What do you do when you don’t have the shot?
When you watch a film or video, it’s hard to know what production challenges have been met that subsequently made it look good. I thought I’d write a series of blogs highlighting certain behind-the-scenes work at P&P, and how We Produce.
Most editors have had the experience of getting to a certain point in their edit and realizing they don’t have a shot they need. This happened to me recently while editing a mini-doc about Pivot Ministries, a substance abuse rehab program. One of the pillars of Pivot’s process is to create a community that welcomes addicts and brings them out of isolation.
I needed a shot of an isolated guy and realized didn’t have one.
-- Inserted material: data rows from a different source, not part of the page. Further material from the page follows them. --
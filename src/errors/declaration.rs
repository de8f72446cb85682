use alloc::string::String;

#[derive(thiserror::Error, Debug, Clone, PartialEq, Eq)]
pub enum DeclarationErrorKind {
    #[error("@Provides method {method} must not be private")]
    PrivateProvider { method: String },
    #[error("@Provides method {method} must return a value")]
    VoidProvider { method: String },
    #[error("@IntoMap method {method} must return a pair (key, value), found {actual}")]
    NotAPair { method: String, actual: String },
    #[error("{method} can't contribute to both a set and a map")]
    ConflictingContribution { method: String },
    #[error("@Provides method {method} is abstract and not implemented by component {component}")]
    MissingImplementation { method: String, component: String },
    #[error("@Provides method {method} is implemented by more than one method: {candidates}")]
    AmbiguousImplementation { method: String, candidates: String },
    #[error("Accessor {method} must take no arguments and return a value")]
    MalformedAccessor { method: String },
    #[error("Component reference {param}: {ty} isn't a class known to the model")]
    NotAComponentClass { param: String, ty: String },
    #[error("Nested component {class} at {path} is already being collected by an enclosing component")]
    CyclicComponentReference { class: String, path: String },
}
But, I remembered a clip where Pivot’s Director was talking to a guy who had a very distant expression on his face – just what I was looking for. I started with a still of this scene. It might work, but I had to remove the Director from the shot.
I drew a mask around the guy.
The composite resulted in an isolated guy.
So now, I needed a clean background. My client took a couple of pictures with his iPhone, lining it up per my instructions. Here’s the original and the clean background.
I graded the background and the isolated guy so they were cooler, before I composited them.
Here’s the composite of the two pics, which is almost the final image I wanted.
I imported the still into FCPX, added grain, light leaks, a bit of blur and tweaked the grade. I also added motion by slowly pushing into the image.